When the Lord instituted baptism, He did so with water. Water is the essential element in a biblical baptism. It symbolizes washing and cleansing from sin. The Scripture says, “ . . . arise, and be baptized, and wash away thy sins, calling on the name of the Lord.” (Acts 22:16). The sign must be correct in order to accurately signify the grace which is communicated. Therefore, it is not biblical to baptize with any substance other than water.

The same principle is held forth in the Lord’s Supper. Christ instituted the Lord’s Supper with bread and wine. Therefore, the symbols must be biblical in order to accurately signify the grace which is communicated. When Christ observed the Lord’s Supper in the upper room with His disciples at Passover time, he used real fermented wine, not grape juice or de-alcoholized wine. ”

Means of Grace

Within the Sacrament like other elements there is a means of grace.

“The outward and ordinary means whereby Christ communicateth to us the benefits of redemption, are his ordinances, especially the word, sacraments, and prayer; all which are made effectual to the elect for salvation.” Shorter Catechism answer 88

How in the world are we suppose to receive the Means of Grace by Grape Juice if what Christ instituted as the Means of Grace was Fermented Wine?

If you just drink Grape Juice then you really are NOT receiving the Means of Grace. Only the proper elements that Christ instituted convey the Means of Grace. Drinking Grape Juice is nothing more then drinking Grape Juice and conveys nothing. Fermented Wine is what conveys the Means of Grace. In addition drinking Grape Juice at the Supper is a break in the Regulative Principle of Worship and therefore an act of disobedience. That is reason enough to abstain from drinking Grape Juice and Crackers for the Eucharistic meal. So not only do you not receive the Means of Grace, you are also acting in disobedience to the Second Commandment.

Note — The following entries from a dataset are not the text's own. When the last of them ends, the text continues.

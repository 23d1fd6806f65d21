//! # Transport Types
//!
//! Opaque identifiers and request/response values exchanged with a transport.

use chrono::{DateTime, Utc};
use serde::{Deserialize, Serialize};
use std::fmt;
use std::time::Duration;
use uuid::Uuid;

use crate::state_machine::{EndpointRole, EndpointState};

/// Opaque handle of one side of a conversation
#[derive(Debug, Clone, Copy, PartialEq, Eq, Hash, PartialOrd, Ord, Serialize, Deserialize)]
#[serde(transparent)]
pub struct EndpointHandle(Uuid);

impl EndpointHandle {
    pub fn new() -> Self {
        Self(Uuid::new_v4())
    }

    pub fn as_uuid(&self) -> Uuid {
        self.0
    }
}

impl Default for EndpointHandle {
    fn default() -> Self {
        Self::new()
    }
}

impl From<Uuid> for EndpointHandle {
    fn from(value: Uuid) -> Self {
        Self(value)
    }
}

impl fmt::Display for EndpointHandle {
    fn fmt(&self, f: &mut fmt::Formatter<'_>) -> fmt::Result {
        write!(f, "{}", self.0)
    }
}

/// Identifier shared by both endpoints of a conversation
#[derive(Debug, Clone, Copy, PartialEq, Eq, Hash, PartialOrd, Ord, Serialize, Deserialize)]
#[serde(transparent)]
pub struct SessionId(Uuid);

impl SessionId {
    pub fn new() -> Self {
        Self(Uuid::new_v4())
    }

    pub fn as_uuid(&self) -> Uuid {
        self.0
    }
}

impl Default for SessionId {
    fn default() -> Self {
        Self::new()
    }
}

impl From<Uuid> for SessionId {
    fn from(value: Uuid) -> Self {
        Self(value)
    }
}

impl fmt::Display for SessionId {
    fn fmt(&self, f: &mut fmt::Formatter<'_>) -> fmt::Result {
        write!(f, "{}", self.0)
    }
}

/// Lifetime bound requested when opening a conversation
#[derive(Debug, Clone, Copy, PartialEq, Eq)]
pub enum SessionLifetime {
    /// The transport expires the conversation after this long
    Bounded(Duration),
    /// Lives until explicitly closed
    Unbounded,
}

impl SessionLifetime {
    pub fn from_seconds(seconds: u64) -> Self {
        Self::Bounded(Duration::from_secs(seconds))
    }

    pub fn as_duration(&self) -> Option<Duration> {
        match self {
            Self::Bounded(duration) => Some(*duration),
            Self::Unbounded => None,
        }
    }

    /// Absolute expiry deadline for a conversation opened at `opened_at`
    pub fn deadline_from(&self, opened_at: DateTime<Utc>) -> Option<DateTime<Utc>> {
        self.as_duration()
            .and_then(|d| chrono::Duration::from_std(d).ok())
            .map(|d| opened_at + d)
    }
}

/// Parameters of `open`
#[derive(Debug, Clone, PartialEq, Eq)]
pub struct OpenRequest {
    pub from_service: String,
    pub to_service: String,
    pub contract: String,
    pub lifetime: SessionLifetime,
    pub encryption: bool,
}

/// How `close` ends this side of a conversation
#[derive(Debug, Clone, Copy, PartialEq, Eq)]
pub enum CloseMode {
    /// Notify the peer and wait for its close (or the grace period)
    Graceful,
    /// Release local resources immediately without telling the peer
    Forced,
}

/// One message taken off a queue by `receive`
#[derive(Debug, Clone, PartialEq, Eq)]
pub struct ReceivedMessage {
    pub message_id: u64,
    /// Receiving endpoint
    pub handle: EndpointHandle,
    pub session_id: SessionId,
    pub queue_name: String,
    pub message_type: String,
    pub body: Vec<u8>,
    pub enqueued_at: DateTime<Utc>,
}

/// Endpoint metadata exposed by the transport
#[derive(Debug, Clone, PartialEq, Eq)]
pub struct EndpointInfo {
    pub handle: EndpointHandle,
    pub session_id: SessionId,
    pub role: EndpointRole,
    pub state: EndpointState,
    pub service_name: String,
    pub far_service: String,
    pub queue_name: String,
    pub contract: String,
    pub peer_handle: Option<EndpointHandle>,
    pub created_at: DateTime<Utc>,
    pub expires_at: Option<DateTime<Utc>>,
}

#[cfg(test)]
mod tests {
    use super::*;

    #[test]
    fn test_lifetime_deadline() {
        let opened = Utc::now();
        let lifetime = SessionLifetime::from_seconds(60);
        assert_eq!(
            lifetime.deadline_from(opened),
            Some(opened + chrono::Duration::seconds(60))
        );
        assert_eq!(SessionLifetime::Unbounded.deadline_from(opened), None);
    }

    #[test]
    fn test_handles_are_unique_and_transparent() {
        let a = EndpointHandle::new();
        let b = EndpointHandle::new();
        assert_ne!(a, b);

        let json = serde_json::to_string(&a).unwrap();
        assert_eq!(json, format!("\"{a}\""));
    }
}
//! # Envelope Error Types
//!
//! Codec failures. On the receive side every variant marks a poison message.

use thiserror::Error;

#[derive(Error, Debug)]
pub enum EnvelopeError {
    #[error("Invalid task type tag '{tag}': {reason}")]
    InvalidTypeTag { tag: String, reason: String },

    #[error("Claim-check locator must not be empty")]
    EmptyLocator,

    #[error("Malformed {message_type} body: {message}")]
    Malformed {
        message_type: String,
        message: String,
    },

    #[error("Encoded envelope is {size_bytes} bytes, limit is {limit_bytes} bytes")]
    TooLarge {
        size_bytes: usize,
        limit_bytes: usize,
    },

    #[error("Envelope serialization error: {0}")]
    Serialization(#[from] serde_json::Error),
}

impl EnvelopeError {
    pub fn invalid_type_tag(tag: impl Into<String>, reason: impl Into<String>) -> Self {
        Self::InvalidTypeTag {
            tag: tag.into(),
            reason: reason.into(),
        }
    }

    pub fn malformed(message_type: impl Into<String>, message: impl Into<String>) -> Self {
        Self::Malformed {
            message_type: message_type.into(),
            message: message.into(),
        }
    }
}

pub type EnvelopeResult<T> = Result<T, EnvelopeError>;
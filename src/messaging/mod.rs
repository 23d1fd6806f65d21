//! # Messaging Module
//!
//! Task envelope codec: claim-check task descriptors to and from transport
//! message bodies.

pub mod envelope;
pub mod errors;

pub use envelope::{ClaimCheck, DialogError, EncodedEnvelope, MessageKind, TaskEnvelope, TaskType};
pub use errors::{EnvelopeError, EnvelopeResult};
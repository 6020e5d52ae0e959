//! The sync engine.
//!
//! A [`SyncEngine`] keeps a single account's note store consistent with the chain. Each
//! session runs the following state machine until the account is caught up with the
//! chain tip, a pause is requested, or a step fails:
//!
//! ```text
//! Uninitialized ─▶ TipKnown ─┬─▶ Provisioning ─────────┐
//!                            └─────────────────────────┴─▶ VerifyingChainState
//!                                                             │        ▲
//!                                                             ▼        │
//!                                                         ReorgRecovery┘
//!                                                             │
//!   VerifyingChainState ─▶ Scanning ─▶ BlocksDownloaded ─▶ BlocksScanned
//!                            ▲   │                              │
//!                            │   └─▶ CaughtUp                   │
//!                            └──────────────────────────────────┘
//! ```
//!
//! The account's checkpoint is compared against the chain before any block is scanned.
//! If the chain no longer contains the checkpointed block, the account is rewound to the
//! highest block of its scan history at least `reorg_delta` blocks below it that is still
//! on the chain, and scanning resumes from there. Scan results for a batch of blocks are
//! committed to the store atomically, together with the hash of every scanned block.
//!
//! Pause requests are honored between steps; a step that is in progress always runs to
//! completion, so a paused session never leaves a batch partially committed.

use std::cmp::max;
use std::fmt;
use std::sync::{
    atomic::{AtomicBool, Ordering},
    Arc, Mutex, PoisonError,
};

use tracing::{debug, info, trace, warn};
use zcash_protocol::consensus::{BlockHeight, NetworkType, NetworkUpgrade, Parameters};

use crate::{
    data_api::{spendable_summary, NoteStoreWrite, SpendableSummary},
    proto::{compact_formats::CompactBlock, service::BlockId},
    rpc::ChainClient,
    scanning::{scan_blocks, ActionDecoder},
    wallet::{AccountBirthday, AccountId, AccountMeta, Checkpoint, DiscoveredNote},
};

mod error;
mod observer;
pub(crate) mod state;

pub use error::{ErrorOrigin, SyncError};
pub use observer::{NoopObserver, SyncObserver, SyncStatus};

use state::{
    next_batch, recovery_height_below, verification_for, ScanCursor, SyncState, Verification,
};

/// The number of blocks below a stale checkpoint to which an account is rewound when a
/// reorg is detected.
pub const REORG_DELTA: u32 = 150;

/// The default maximum number of blocks downloaded and scanned as a single batch.
pub const DEFAULT_BATCH_SIZE: u32 = 1024;

/// The default number of times a failed commit of scan results is retried before the
/// session fails.
pub const DEFAULT_MAX_COMMIT_RETRIES: u32 = 3;

/// Configuration of a [`SyncEngine`].
#[derive(Clone, Debug, PartialEq, Eq)]
pub struct SyncConfig {
    chain_id: String,
    reorg_delta: u32,
    batch_size: u32,
    max_commit_retries: u32,
    orchard_activation_height: BlockHeight,
}

impl SyncConfig {
    /// Constructs a configuration with default tuning for the chain identified by
    /// `chain_id`, on which Orchard activated at `orchard_activation_height`.
    pub fn new(chain_id: impl Into<String>, orchard_activation_height: BlockHeight) -> Self {
        SyncConfig {
            chain_id: chain_id.into(),
            reorg_delta: REORG_DELTA,
            batch_size: DEFAULT_BATCH_SIZE,
            max_commit_retries: DEFAULT_MAX_COMMIT_RETRIES,
            orchard_activation_height,
        }
    }

    /// Constructs a configuration for the given consensus parameters.
    ///
    /// Returns `None` if NU5 has no activation height on the network.
    pub fn for_network<P: Parameters>(params: &P) -> Option<Self> {
        let chain_id = match params.network_type() {
            NetworkType::Main => "zcash_mainnet",
            NetworkType::Test => "zcash_testnet",
            NetworkType::Regtest => "zcash_regtest",
        };
        params
            .activation_height(NetworkUpgrade::Nu5)
            .map(|activation| SyncConfig::new(chain_id, activation))
    }

    /// Sets the reorg rewind distance. Values below 1 are treated as 1.
    pub fn with_reorg_delta(mut self, reorg_delta: u32) -> Self {
        self.reorg_delta = max(reorg_delta, 1);
        self
    }

    /// Sets the maximum batch size. Values below 1 are treated as 1.
    pub fn with_batch_size(mut self, batch_size: u32) -> Self {
        self.batch_size = max(batch_size, 1);
        self
    }

    pub fn with_max_commit_retries(mut self, max_commit_retries: u32) -> Self {
        self.max_commit_retries = max_commit_retries;
        self
    }

    /// The identifier of the chain passed to every [`ChainClient`] request.
    pub fn chain_id(&self) -> &str {
        &self.chain_id
    }

    pub fn reorg_delta(&self) -> u32 {
        self.reorg_delta
    }

    pub fn batch_size(&self) -> u32 {
        self.batch_size
    }

    pub fn max_commit_retries(&self) -> u32 {
        self.max_commit_retries
    }

    /// The lowest valid account birthday height.
    pub fn orchard_activation_height(&self) -> BlockHeight {
        self.orchard_activation_height
    }
}
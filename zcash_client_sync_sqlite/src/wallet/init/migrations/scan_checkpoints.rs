//! Adds a history of the height and hash of every scanned block, so that the depth of a
//! chain reorg can be determined.

use std::collections::HashSet;

use schemerz_rusqlite::RusqliteMigration;
use uuid::Uuid;

use crate::wallet::init::{migrations::initial_setup, NoteMigrationError};

pub(super) const MIGRATION_ID: Uuid = Uuid::from_u128(0x8b2e64d0_19fa_4c57_b3e8_0d6a2f91c7b5);

const DEPENDENCIES: &[Uuid] = &[initial_setup::MIGRATION_ID];

pub(super) struct Migration;

impl schemerz::Migration<Uuid> for Migration {
    fn id(&self) -> Uuid {
        MIGRATION_ID
    }

    fn dependencies(&self) -> HashSet<Uuid> {
        DEPENDENCIES.iter().copied().collect()
    }

    fn description(&self) -> &'static str {
        "Adds a table recording the hash of each scanned block."
    }
}

impl RusqliteMigration for Migration {
    type Error = NoteMigrationError;

    fn up(&self, transaction: &rusqlite::Transaction) -> Result<(), Self::Error> {
        transaction.execute_batch(
            "CREATE TABLE scan_checkpoints (
                account_id INTEGER NOT NULL REFERENCES accounts(id),
                height INTEGER NOT NULL,
                hash BLOB NOT NULL,
                PRIMARY KEY (account_id, height)
            );
            INSERT INTO scan_checkpoints (account_id, height, hash)
            SELECT id, latest_scanned_height, latest_scanned_hash
            FROM accounts
            WHERE latest_scanned_height IS NOT NULL;",
        )?;
        Ok(())
    }

    fn down(&self, _transaction: &rusqlite::Transaction) -> Result<(), Self::Error> {
        Err(NoteMigrationError::CannotRevert(MIGRATION_ID))
    }
}

#[cfg(test)]
mod tests {
    use rusqlite::named_params;
    use schemerz::Migrator;
    use schemerz_rusqlite::RusqliteAdapter;

    use crate::{
        wallet::init::{migrations::initial_setup, NoteMigrationError},
        NoteDb,
    };

    #[test]
    fn existing_checkpoints_are_carried_over() {
        let mut db = NoteDb::for_memory().unwrap();
        {
            let adapter = RusqliteAdapter::<NoteMigrationError>::new(
                &mut db.conn,
                Some("schemer_migrations".to_string()),
            );
            adapter.init().unwrap();
            let mut migrator = Migrator::new(adapter);
            migrator.register(Box::new(initial_setup::Migration)).unwrap();
            migrator.up(None).unwrap();
        }

        db.conn
            .execute(
                "INSERT INTO accounts
                    (account_key, birthday_height, birthday_hash,
                     latest_scanned_height, latest_scanned_hash)
                VALUES (:key, 100, :hash, 250, :hash)",
                named_params![":key": "133_0_derived_0", ":hash": &[1u8; 32][..]],
            )
            .unwrap();

        crate::wallet::init::init_note_db(&mut db).unwrap();

        let height: u32 = db
            .conn
            .query_row("SELECT height FROM scan_checkpoints", [], |row| row.get(0))
            .unwrap();
        assert_eq!(height, 250);
    }
}
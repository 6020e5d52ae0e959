//! *An Orchard shielded-pool sync engine for Zcash light clients.*
//!
//! `zcash_client_sync` incrementally synchronizes a single Orchard account against a
//! remote chain data source. It detects chain reorganizations, trial-decrypts compact
//! blocks to discover the account's notes, tracks which of those notes have been spent,
//! and persists a sync checkpoint after every committed batch of blocks.
//!
//! The crate is organized around a small number of seams:
//!
//! - [`rpc::ChainClient`] is the remote chain data source (usually a `lightwalletd`
//!   server). Only its interface is defined here.
//! - [`scanning::ActionDecoder`] is the trial-decryption capability used by the pure
//!   block scanner in [`scanning::scan_blocks`].
//! - [`data_api::NoteStoreWrite`] is the durable store for notes, spent markers and sync
//!   checkpoints. [`data_api::mem_store::MemoryNoteStore`] is an in-memory
//!   implementation; the `zcash_client_sync_sqlite` crate provides an SQLite one.
//! - [`sync::SyncEngine`] drives the sync state machine and reports progress to a
//!   [`sync::SyncObserver`].
//!
//! ## Feature flags
#![doc = document_features::document_features!()]
//!

#![cfg_attr(docsrs, feature(doc_cfg))]
#![cfg_attr(docsrs, feature(doc_auto_cfg))]
// Catch documentation errors caused by code changes.
#![deny(rustdoc::broken_intra_doc_links)]

pub mod block;
pub mod data_api;
pub mod proto;
pub mod rpc;
pub mod scanning;
pub mod sync;
pub mod wallet;

#[cfg(any(test, feature = "test-dependencies"))]
pub mod testing;

#[cfg(feature = "orchard")]
pub mod decrypt;

pub use block::BlockHash;
pub use wallet::{AccountBirthday, AccountId, AccountMeta, DiscoveredNote, Nullifier, SpentMarker};

#[cfg(test)]
#[macro_use]
extern crate assert_matches;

The Bread and the Fermented Wine are the Substance of the Elements of the Eucharist. These are extremely vital to the Element itself and the lack of these will change the Eucharist Element to nothing.

Now some people will ask? What about the Common Cup? What about the Common Table? These are breaks in the Regulative Principle, so should we abstain from the Eucharist if the Congregation does not have these things?

I totally agree it is a break in the Regulative Principle of Worship. But these are Forms of the Eucharist and does not alter or change the Element or Substance of the Eucharist. So it is still the Eucharistic Meal but done in bad Form. It is my belief that though these are breaks in the Regulative Principle and need to be corrected and Reformed it does not invalidate the Eucharistic Meal as if the Substance of the Elements were changed.

So I cannot agree to take Grape Juice in the Eucharistic Meal and I would abstain from the Eucharist if I was placed in such a circumstance.

Martin Luther said,

“When somebody inquired whether, when a sick person wished to have the sacrament but could not tolerate wine on account of nausea, something else should be given in place of the wine, the doctor [Martin Luther] replied, “This question has often been put to me and I have always given this answer: One shouldn’t use anything else than wine. If a person can’t tolerate wine, omit it [the sacrament] altogether in order that no innovation may be made or introduced.” Luther, M. (1999, c1967). Vol. 54: Luther’s works, vol. 54 : Table Talk (J. J. Pelikan, H. C. Oswald & H. T. Lehmann, Ed.). Luther’s Works (54:438). Philadelphia: Fortress Press.